I. and III./KG 2 supported both Army Group North and Army Group Centre in several major engagements. KG 2 supported German forces during the Battle of Białystok–Minsk, Battle of Smolensk, Siege of Leningrad and Battle of Moscow. III./KG 2 returned to Germany on 26 September to convert onto the Do 217. I./KG 2 departed for Germany on 31 October 1941. Total losses for Kampfgeschwader 2 on the Eastern Front in 1941 indicate three Do 17s lost in June, a further nine lost in July, nine in August, a single Dornier destroyed on the ground in September, three Do 17s in October, for a total of 24 lost in aerial combat and one on the ground.
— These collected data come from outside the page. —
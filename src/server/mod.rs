//! Blog HTTP server

pub mod middleware;

use anyhow::Result;
use axum::{
    extract::{Path, State},
    http::StatusCode,
    middleware::{from_fn, from_fn_with_state},
    response::{Html, IntoResponse, Response},
    routing::get,
    Extension, Router,
};
use std::net::SocketAddr;
use std::sync::Arc;
use tera::Context;
use tower_http::services::ServeDir;
use tower_http::trace::TraceLayer;

use crate::cache::PostCache;
use crate::config::SiteConfig;
use crate::content::{ContentError, Post};
use crate::templates::{PostData, SiteData, TemplateRenderer};
use crate::Folio;
use middleware::{garnish, redirect_to_https, Garnish};

const ABOUT_SLUG: &str = "about";
const BOOKSHELF_SLUG: &str = "bookshelf";

/// Server state shared by all handlers
pub struct AppState {
    cache: Arc<PostCache>,
    templates: TemplateRenderer,
    site: SiteData,
}

impl AppState {
    pub fn new(cache: Arc<PostCache>, config: &SiteConfig) -> Result<Self> {
        Ok(Self {
            cache,
            templates: TemplateRenderer::new()?,
            site: SiteData::from(config),
        })
    }
}

/// Build the router with all blog routes and middleware
pub fn router(state: Arc<AppState>, config: &SiteConfig, assets_dir: &std::path::Path) -> Router {
    let region: Arc<str> = Arc::from(config.region());

    let app = Router::new()
        .route("/", get(home_handler))
        .route("/blog", get(blog_handler))
        .route("/about", get(about_handler))
        .route("/bookshelf", get(bookshelf_handler))
        .route("/post/:slug", get(post_handler))
        .nest_service("/assets", ServeDir::new(assets_dir))
        .fallback(not_found_handler)
        .with_state(state)
        .layer(from_fn_with_state(region, garnish));

    let app = if config.force_https {
        app.layer(from_fn(redirect_to_https))
    } else {
        app
    };

    app.layer(TraceLayer::new_for_http())
}

/// Start the blog server
pub async fn start(folio: &Folio, ip: &str, port: u16) -> Result<()> {
    let cache = Arc::new(folio.post_cache());

    // Warm the listing so the first visitor does not pay for it
    let warm = Arc::clone(&cache);
    match tokio::task::spawn_blocking(move || warm.list_all()).await? {
        Ok(snapshot) => tracing::info!("Loaded {} posts", snapshot.posts().len()),
        Err(e) => tracing::warn!("Could not load posts at startup: {}", e),
    }

    let state = Arc::new(AppState::new(cache, &folio.config)?);
    let app = router(state, &folio.config, &folio.assets_dir);

    // Parse address - handle "localhost" specially
    let bind_ip = if ip == "localhost" { "127.0.0.1" } else { ip };
    let addr: SocketAddr = format!("{}:{}", bind_ip, port).parse()?;

    let listener = tokio::net::TcpListener::bind(addr).await?;
    println!("Server running at http://{}:{}", ip, port);
    println!("Press Ctrl+C to stop.");

    axum::serve(listener, app)
        .with_graceful_shutdown(shutdown_signal())
        .await?;

    Ok(())
}

async fn shutdown_signal() {
    if let Err(e) = tokio::signal::ctrl_c().await {
        tracing::error!("Failed to listen for shutdown signal: {}", e);
        std::future::pending::<()>().await;
    }
    tracing::info!("Shutting down");
}

/// Run a blocking content operation off the async workers
async fn run_blocking<T, F>(f: F) -> Result<T>
where
    T: Send + 'static,
    F: FnOnce() -> crate::content::Result<T> + Send + 'static,
{
    Ok(tokio::task::spawn_blocking(f).await??)
}

async fn home_handler(
    State(state): State<Arc<AppState>>,
    Extension(garnish): Extension<Garnish>,
) -> Response {
    render_page(&state, &garnish, StatusCode::OK, "home", "home.html", Context::new())
}

async fn blog_handler(
    State(state): State<Arc<AppState>>,
    Extension(garnish): Extension<Garnish>,
) -> Response {
    let cache = Arc::clone(&state.cache);
    match run_blocking(move || cache.list_all()).await {
        Ok(snapshot) => {
            tracing::debug!("Found {} posts", snapshot.posts().len());
            let posts: Vec<PostData> = snapshot.posts().iter().map(PostData::from).collect();
            let mut context = Context::new();
            context.insert("posts", &posts);
            render_page(&state, &garnish, StatusCode::OK, "blog", "blog.html", context)
        }
        Err(e) => {
            tracing::error!("Failed to list posts: {:#}", e);
            render_error(&state, &garnish, StatusCode::INTERNAL_SERVER_ERROR)
        }
    }
}

async fn about_handler(
    State(state): State<Arc<AppState>>,
    Extension(garnish): Extension<Garnish>,
) -> Response {
    single_post(&state, &garnish, ABOUT_SLUG.to_string(), "about").await
}

async fn bookshelf_handler(
    State(state): State<Arc<AppState>>,
    Extension(garnish): Extension<Garnish>,
) -> Response {
    single_post(&state, &garnish, BOOKSHELF_SLUG.to_string(), "bookshelf").await
}

async fn post_handler(
    State(state): State<Arc<AppState>>,
    Extension(garnish): Extension<Garnish>,
    Path(slug): Path<String>,
) -> Response {
    single_post(&state, &garnish, slug, "post").await
}

async fn not_found_handler(
    State(state): State<Arc<AppState>>,
    Extension(garnish): Extension<Garnish>,
) -> Response {
    render_error(&state, &garnish, StatusCode::NOT_FOUND)
}

/// Render one post straight from the store, bypassing the listing cache
async fn single_post(state: &AppState, garnish: &Garnish, slug: String, section: &str) -> Response {
    let cache = Arc::clone(&state.cache);
    let loaded: Result<Post> = run_blocking(move || cache.loader().load_by_slug(&slug)).await;

    match loaded {
        Ok(post) => {
            let mut context = Context::new();
            context.insert("post", &PostData::from(&post));
            render_page(state, garnish, StatusCode::OK, section, "post.html", context)
        }
        Err(e) => {
            let not_found = e
                .downcast_ref::<ContentError>()
                .is_some_and(ContentError::is_not_found);
            if not_found {
                tracing::debug!("{}", e);
            } else {
                tracing::warn!("Failed to load post: {:#}", e);
            }
            render_error(state, garnish, StatusCode::NOT_FOUND)
        }
    }
}

fn render_error(state: &AppState, garnish: &Garnish, status: StatusCode) -> Response {
    let heading = match status {
        StatusCode::NOT_FOUND => "Not Found",
        _ => "Internal Server Error",
    };
    let mut context = Context::new();
    context.insert("heading", heading);
    render_page(state, garnish, status, "error", "error.html", context)
}

fn render_page(
    state: &AppState,
    garnish: &Garnish,
    status: StatusCode,
    section: &str,
    template: &str,
    mut context: Context,
) -> Response {
    context.insert("site", &state.site);
    context.insert("section", section);
    context.insert("garnish", &garnish.data());

    match state.templates.render(template, &context) {
        Ok(html) => (status, Html(html)).into_response(),
        Err(e) => {
            tracing::error!("Failed to render {}: {:?}", template, e);
            (StatusCode::INTERNAL_SERVER_ERROR, "Internal Server Error").into_response()
        }
    }
}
I./KG 2 lost 13 Do 17s destroyed and 12 damaged in 22 June – 31 October 1941. The Dornier's most notable action on the Eastern front occurred on 23–24 June at Grodno. The commander of the Soviet Western Front, General Dmitriy Pavlov attempted a counterattack against Hermann Hoth's Panzergruppe 3. With air superiority and no air opposition, Dornier Do 17s of III./KG 2 destroyed columns of Soviet infantry. With help from other units, the Luftwaffe destroyed 105 Soviet tanks. The Soviet 6th and 11th Mechanised Corps and 6th Cavalry Corps were routed. For his unit's particular effectiveness, Hauptmann Walter Bradel, received the Knight's Cross of the Iron Cross.

===Western Europe===
While I. and III./KG 2 were engaged on the Eastern Front, II./KG 2 operated from various bases in the Netherlands and France in Maritime Interdiction Operations and strategic bombing attacks on the United Kingdom. Its first notable action was its participation in Operation Donnerkeil, the Luftwaffe's air superiority plan in support of the Kriegsmarine operation Operation Cerberus (also known as the Channel Dash).
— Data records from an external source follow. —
#[test]
fn create_then_start_renames_to_permanent_path() {
    let cx = Cx::for_testing();
    let dir = tempfile::tempdir().unwrap();
    let permanent = dir.path().join("store.lss");
    let opener = PathFileOpener::new(&permanent);

    LogSerializer::create(&cx, &opener, config()).unwrap();
    assert!(!permanent.exists());
    assert!(dir.path().join("store.lss.create_temporary").exists());

    {
        let serializer = start_path(&cx, &opener);
        assert!(permanent.exists());
        assert!(!dir.path().join("store.lss.create_temporary").exists());
        write_and_commit(&cx, &serializer, 0, 0xCD, None);
        serializer.shutdown(&cx);
    }

    // And again from the permanent location.
    let serializer = start_path(&cx, &opener);
    assert!(read_block(&cx, &serializer, 0).unwrap().iter().all(|b| *b == 0xCD));
    serializer.shutdown(&cx);
}

fn start_path(cx: &Cx, opener: &PathFileOpener) -> Arc<LogSerializer> {
    LogSerializer::start(cx, opener, DynamicConfig::default()).unwrap()
}

#[test]
fn fresh_opener_recovers_store_created_but_never_started() {
    let cx = Cx::for_testing();
    let dir = tempfile::tempdir().unwrap();
    let permanent = dir.path().join("store.lss");

    {
        let opener = PathFileOpener::new(&permanent);
        LogSerializer::create(&cx, &opener, config()).unwrap();
        // The process dies before the first start; no rename happened.
    }
    assert!(!permanent.exists());
    assert!(dir.path().join("store.lss.create_temporary").exists());

    // A new process constructs a fresh opener and must still find the
    // store under its temporary name, then finish the rename.
    let opener = PathFileOpener::new(&permanent);
    let serializer = start_path(&cx, &opener);
    assert!(permanent.exists());
    assert!(!dir.path().join("store.lss.create_temporary").exists());

    write_and_commit(&cx, &serializer, 0, 0x6B, None);
    assert!(read_block(&cx, &serializer, 0).unwrap().iter().all(|b| *b == 0x6B));
    serializer.shutdown(&cx);
}

#[test]
fn start_without_valid_metablock_fails() {
    let cx = Cx::for_testing();
    let opener = MemFileOpener::new();
    LogSerializer::create(&cx, &opener, config()).unwrap();

    // Wipe the metablock extent.
    let device = opener.raw_device();
    let zeros = vec![0_u8; EXTENT_SIZE as usize];
    device.patch(EXTENT_SIZE as usize, &zeros);

    let result = LogSerializer::start(&cx, &opener, DynamicConfig::default());
    assert!(result.is_err());
}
In July 1941 II. Gruppe were attached to Stab/KG 30 under the command of Luftflotte 3. On 2 July 1942 it could muster 37 Do 217s and 2 Do 17s. On the night of the 4/5 July 1942 it flew its first mission over the United Kingdom with Do 217s. Over the period 4 July – 31 December 1941 the unit lost 18 Do 217s. In August 1942 the unit lost 7 Do 217s during the Dieppe raid. In November 1942 it helped German forces occupy Vichy France during Case Anton. I./KG 2 returned to western Europe in May 1942. It engaged in night attacks over Britain and dropping naval mines in the English Channel and along the British east coast. This action continued until May 1944. By that time the Gruppe had struck at ports along the southern British coast which contained the Allied invasion fleets that were to launch the Normandy landings on 6 June 1944. II./KG 2 had supported I./KG 2 from December 1942 – September 1943. It was withdrawn to Germany owing to "very heavy losses". During that time, the Geschwaderkommodore Walter Bradel was killed returning from a raid on Norwich on 5 May 1943.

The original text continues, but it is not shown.